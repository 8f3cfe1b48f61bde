//! Filesystem contract consumed by version-control engines, and the bridge
//! that implements it on top of a [`FilesApi`] storage backend.
//!
//! Engines perform all of their byte I/O (working tree and control directory)
//! through [`EngineFs`]. [`StorageFs`] adapts the chunked, streaming storage
//! API to that contract: reads are merged into a single buffer, writes accept
//! text, bytes or chunk sequences, and operations the storage has no notion of
//! (symbolic links, permission bits) fail with [`FsError::Unsupported`].

use std::sync::Arc;

use async_trait::async_trait;
use bytes::{Bytes, BytesMut};
use futures::stream::{self, BoxStream, StreamExt};
use tokio_util::sync::CancellationToken;

use crate::storage::{ChunkStream, FileInfo, FileKind, FilesApi, StorageError};

/// Result type for filesystem contract operations
pub type Result<T> = std::result::Result<T, FsError>;

/// Placeholder permission bits reported for every entry
pub const DEFAULT_MODE: u32 = 0o644;

/// Errors raised by the filesystem contract
#[derive(Debug, thiserror::Error)]
pub enum FsError {
    #[error("ENOENT: no such file or directory, '{0}'")]
    NotFound(String),

    #[error("EISDIR: not a regular file, '{0}'")]
    NotAFile(String),

    #[error("ENOTSUP: operation '{op}' is not supported, '{path}'")]
    Unsupported { op: &'static str, path: String },

    #[error("Read aborted: '{0}'")]
    Aborted(String),

    #[error("Storage error: {0}")]
    Storage(#[from] StorageError),
}

impl FsError {
    /// Conventional error code (`ENOENT`, `ENOTSUP`, ...)
    pub fn code(&self) -> &'static str {
        match self {
            FsError::NotFound(_) => "ENOENT",
            FsError::NotAFile(_) => "EISDIR",
            FsError::Unsupported { .. } => "ENOTSUP",
            FsError::Aborted(_) => "ABORT_ERR",
            FsError::Storage(StorageError::NotFound(_)) => "ENOENT",
            FsError::Storage(_) => "EIO",
        }
    }

    /// Whether the error signals a missing path
    pub fn is_not_found(&self) -> bool {
        self.code() == "ENOENT"
    }
}

/// Text encodings understood by [`EngineFs::read_file`]
#[derive(Debug, Clone, Copy, PartialEq, Eq)]
pub enum Encoding {
    Utf8,
}

/// Options for [`EngineFs::read_file`]
#[derive(Debug, Clone, Default)]
pub struct ReadOptions {
    /// Decode the content as text instead of returning raw bytes
    pub encoding: Option<Encoding>,
    /// Cooperative cancellation, checked once per chunk
    pub signal: Option<CancellationToken>,
}

impl ReadOptions {
    pub fn utf8() -> Self {
        Self {
            encoding: Some(Encoding::Utf8),
            signal: None,
        }
    }
}

/// Content returned by [`EngineFs::read_file`]
#[derive(Debug, Clone, PartialEq, Eq)]
pub enum FileContent {
    Bytes(Bytes),
    Text(String),
}

impl FileContent {
    pub fn into_bytes(self) -> Bytes {
        match self {
            FileContent::Bytes(bytes) => bytes,
            FileContent::Text(text) => Bytes::from(text),
        }
    }

    pub fn into_text(self) -> String {
        match self {
            FileContent::Bytes(bytes) => String::from_utf8_lossy(&bytes).into_owned(),
            FileContent::Text(text) => text,
        }
    }

    pub fn is_empty(&self) -> bool {
        match self {
            FileContent::Bytes(bytes) => bytes.is_empty(),
            FileContent::Text(text) => text.is_empty(),
        }
    }
}

/// A single unit of written content
#[derive(Debug, Clone, PartialEq, Eq)]
pub enum Chunk {
    Text(String),
    Bytes(Bytes),
}

impl Chunk {
    pub fn into_bytes(self) -> Bytes {
        match self {
            Chunk::Text(text) => Bytes::from(text),
            Chunk::Bytes(bytes) => bytes,
        }
    }
}

/// Content accepted by [`EngineFs::write_file`]
pub enum WriteData {
    Text(String),
    Bytes(Bytes),
    Chunks(Vec<Chunk>),
    Stream(BoxStream<'static, Chunk>),
}

impl WriteData {
    /// Normalize into the byte-chunk stream consumed by storage backends
    pub fn into_chunk_stream(self) -> ChunkStream {
        let chunks: BoxStream<'static, Chunk> = match self {
            WriteData::Text(text) => stream::iter(vec![Chunk::Text(text)]).boxed(),
            WriteData::Bytes(bytes) => stream::iter(vec![Chunk::Bytes(bytes)]).boxed(),
            WriteData::Chunks(chunks) => stream::iter(chunks).boxed(),
            WriteData::Stream(chunks) => chunks,
        };
        chunks.map(|chunk| Ok(chunk.into_bytes())).boxed()
    }
}

impl From<&str> for WriteData {
    fn from(text: &str) -> Self {
        WriteData::Text(text.to_string())
    }
}

impl From<String> for WriteData {
    fn from(text: String) -> Self {
        WriteData::Text(text)
    }
}

impl From<Vec<u8>> for WriteData {
    fn from(bytes: Vec<u8>) -> Self {
        WriteData::Bytes(Bytes::from(bytes))
    }
}

impl From<Bytes> for WriteData {
    fn from(bytes: Bytes) -> Self {
        WriteData::Bytes(bytes)
    }
}

/// Entry metadata in the shape engines expect from `stat`
#[derive(Debug, Clone, PartialEq, Eq)]
pub struct Stat {
    pub kind: FileKind,
    pub mode: u32,
    pub size: u64,
    pub mtime_ms: i64,
    pub ctime_ms: i64,
    pub uid: u32,
    pub gid: u32,
    pub dev: u32,
    pub ino: Option<u64>,
}

impl Stat {
    pub fn is_file(&self) -> bool {
        self.kind == FileKind::File
    }

    pub fn is_directory(&self) -> bool {
        self.kind == FileKind::Directory
    }

    pub fn is_symbolic_link(&self) -> bool {
        false
    }
}

impl From<FileInfo> for Stat {
    fn from(info: FileInfo) -> Self {
        Self {
            kind: info.kind,
            mode: DEFAULT_MODE,
            size: info.size,
            mtime_ms: info.last_modified,
            ctime_ms: info.last_modified,
            uid: 1,
            gid: 1,
            dev: 1,
            ino: None,
        }
    }
}

/// Promise-style filesystem interface required by version-control engines
#[async_trait]
pub trait EngineFs: Send + Sync {
    async fn read_file(&self, path: &str, options: ReadOptions) -> Result<FileContent>;

    async fn write_file(&self, path: &str, data: WriteData) -> Result<()>;

    async fn unlink(&self, path: &str) -> Result<()>;

    async fn rmdir(&self, path: &str) -> Result<()>;

    /// Names of the immediate children of a directory
    async fn readdir(&self, path: &str) -> Result<Vec<String>>;

    async fn mkdir(&self, path: &str) -> Result<()>;

    async fn stat(&self, path: &str) -> Result<Stat>;

    async fn lstat(&self, path: &str) -> Result<Stat>;

    async fn readlink(&self, path: &str) -> Result<String>;

    async fn symlink(&self, target: &str, path: &str) -> Result<()>;

    async fn chmod(&self, path: &str, mode: u32) -> Result<()>;

    /// Whether `path` exists, recovering the not-found case locally
    async fn exists(&self, path: &str) -> Result<bool> {
        match self.stat(path).await {
            Ok(_) => Ok(true),
            Err(e) if e.is_not_found() => Ok(false),
            Err(e) => Err(e),
        }
    }
}

/// [`EngineFs`] implementation backed by a streaming storage backend
#[derive(Clone)]
pub struct StorageFs {
    files: Arc<dyn FilesApi>,
}

impl StorageFs {
    pub fn new(files: Arc<dyn FilesApi>) -> Self {
        Self { files }
    }

    /// Underlying storage backend
    pub fn files(&self) -> &Arc<dyn FilesApi> {
        &self.files
    }
}

#[async_trait]
impl EngineFs for StorageFs {
    async fn read_file(&self, path: &str, options: ReadOptions) -> Result<FileContent> {
        tracing::trace!("fs.read_file({})", path);
        let stat = self.stat(path).await?;
        if !stat.is_file() {
            return Err(FsError::NotAFile(path.to_string()));
        }

        let aborted = || options.signal.as_ref().is_some_and(|s| s.is_cancelled());
        if aborted() {
            return Err(FsError::Aborted(path.to_string()));
        }

        let mut chunks: Vec<Bytes> = Vec::new();
        let mut content = self.files.read(path);
        while let Some(chunk) = content.next().await {
            if aborted() {
                return Err(FsError::Aborted(path.to_string()));
            }
            chunks.push(chunk?);
        }

        let bytes = match chunks.len() {
            0 => Bytes::new(),
            1 => chunks.remove(0),
            _ => {
                let size = chunks.iter().map(Bytes::len).sum();
                let mut merged = BytesMut::with_capacity(size);
                for chunk in &chunks {
                    merged.extend_from_slice(chunk);
                }
                merged.freeze()
            }
        };

        match options.encoding {
            Some(Encoding::Utf8) => Ok(FileContent::Text(
                String::from_utf8_lossy(&bytes).into_owned(),
            )),
            None => Ok(FileContent::Bytes(bytes)),
        }
    }

    async fn write_file(&self, path: &str, data: WriteData) -> Result<()> {
        tracing::trace!("fs.write_file({})", path);
        self.files.write(path, data.into_chunk_stream()).await?;
        Ok(())
    }

    async fn unlink(&self, path: &str) -> Result<()> {
        tracing::trace!("fs.unlink({})", path);
        self.files.remove(path).await?;
        Ok(())
    }

    async fn rmdir(&self, path: &str) -> Result<()> {
        tracing::trace!("fs.rmdir({})", path);
        self.files.remove(path).await?;
        Ok(())
    }

    async fn readdir(&self, path: &str) -> Result<Vec<String>> {
        tracing::trace!("fs.readdir({})", path);
        let mut names = Vec::new();
        let mut entries = self.files.list(path, Default::default());
        while let Some(entry) = entries.next().await {
            names.push(entry?.name);
        }
        Ok(names)
    }

    async fn mkdir(&self, path: &str) -> Result<()> {
        // Directories are implied by the paths of the files written into them.
        tracing::trace!("fs.mkdir({})", path);
        Ok(())
    }

    async fn stat(&self, path: &str) -> Result<Stat> {
        tracing::trace!("fs.stat({})", path);
        match self.files.stats(path).await? {
            Some(info) => Ok(Stat::from(info)),
            None => Err(FsError::NotFound(path.to_string())),
        }
    }

    async fn lstat(&self, path: &str) -> Result<Stat> {
        self.stat(path).await
    }

    async fn readlink(&self, path: &str) -> Result<String> {
        tracing::trace!("fs.readlink({})", path);
        Err(FsError::Unsupported {
            op: "readlink",
            path: path.to_string(),
        })
    }

    async fn symlink(&self, target: &str, path: &str) -> Result<()> {
        tracing::trace!("fs.symlink({} -> {})", path, target);
        Err(FsError::Unsupported {
            op: "symlink",
            path: path.to_string(),
        })
    }

    async fn chmod(&self, path: &str, mode: u32) -> Result<()> {
        tracing::trace!("fs.chmod({}, {:o})", path, mode);
        Err(FsError::Unsupported {
            op: "chmod",
            path: path.to_string(),
        })
    }
}

#[cfg(test)]
mod tests {
    use super::*;

    #[test]
    fn test_error_codes() {
        assert_eq!(FsError::NotFound("/a".into()).code(), "ENOENT");
        assert!(FsError::NotFound("/a".into()).is_not_found());
        assert!(FsError::Storage(StorageError::NotFound("/a".into())).is_not_found());
        let unsupported = FsError::Unsupported {
            op: "symlink",
            path: "/a".into(),
        };
        assert_eq!(unsupported.code(), "ENOTSUP");
        assert!(!unsupported.is_not_found());
    }

    #[test]
    fn test_stat_from_file_info() {
        let stat = Stat::from(FileInfo {
            name: "a.md".into(),
            path: "/a.md".into(),
            kind: FileKind::File,
            size: 11,
            last_modified: 1_700_000_000_000,
            content_type: None,
        });
        assert!(stat.is_file());
        assert!(!stat.is_directory());
        assert!(!stat.is_symbolic_link());
        assert_eq!(stat.mode, DEFAULT_MODE);
        assert_eq!(stat.size, 11);
        assert_eq!(stat.ctime_ms, stat.mtime_ms);
        assert_eq!((stat.uid, stat.gid), (1, 1));
        assert_eq!(stat.ino, None);
    }

    #[tokio::test]
    async fn test_write_data_normalization() {
        let data = WriteData::Chunks(vec![
            Chunk::Text("ab".into()),
            Chunk::Bytes(Bytes::from_static(b"cd")),
        ]);
        let chunks: Vec<Bytes> = data
            .into_chunk_stream()
            .map(|c| c.unwrap())
            .collect()
            .await;
        assert_eq!(chunks, vec![Bytes::from_static(b"ab"), Bytes::from_static(b"cd")]);

        let single: Vec<Bytes> = WriteData::from("hello")
            .into_chunk_stream()
            .map(|c| c.unwrap())
            .collect()
            .await;
        assert_eq!(single, vec![Bytes::from_static(b"hello")]);
    }
}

→ Aim of the task:
Starting at the line above that contains "Err(e) if e.is_not_found()", repeat each line exactly up to and including the line that contains "let size = chunks.iter().map(Bytes::len).sum();", and stop there.

→ Your solution:
            Err(e) if e.is_not_found() => Ok(false),
            Err(e) => Err(e),
        }
    }
}

/// [`EngineFs`] implementation backed by a streaming storage backend
#[derive(Clone)]
pub struct StorageFs {
    files: Arc<dyn FilesApi>,
}

impl StorageFs {
    pub fn new(files: Arc<dyn FilesApi>) -> Self {
        Self { files }
    }

    /// Underlying storage backend
    pub fn files(&self) -> &Arc<dyn FilesApi> {
        &self.files
    }
}

#[async_trait]
impl EngineFs for StorageFs {
    async fn read_file(&self, path: &str, options: ReadOptions) -> Result<FileContent> {
        tracing::trace!("fs.read_file({})", path);
        let stat = self.stat(path).await?;
        if !stat.is_file() {
            return Err(FsError::NotAFile(path.to_string()));
        }

        let aborted = || options.signal.as_ref().is_some_and(|s| s.is_cancelled());
        if aborted() {
            return Err(FsError::Aborted(path.to_string()));
        }

        let mut chunks: Vec<Bytes> = Vec::new();
        let mut content = self.files.read(path);
        while let Some(chunk) = content.next().await {
            if aborted() {
                return Err(FsError::Aborted(path.to_string()));
            }
            chunks.push(chunk?);
        }

        let bytes = match chunks.len() {
            0 => Bytes::new(),
            1 => chunks.remove(0),
            _ => {
                let size = chunks.iter().map(Bytes::len).sum();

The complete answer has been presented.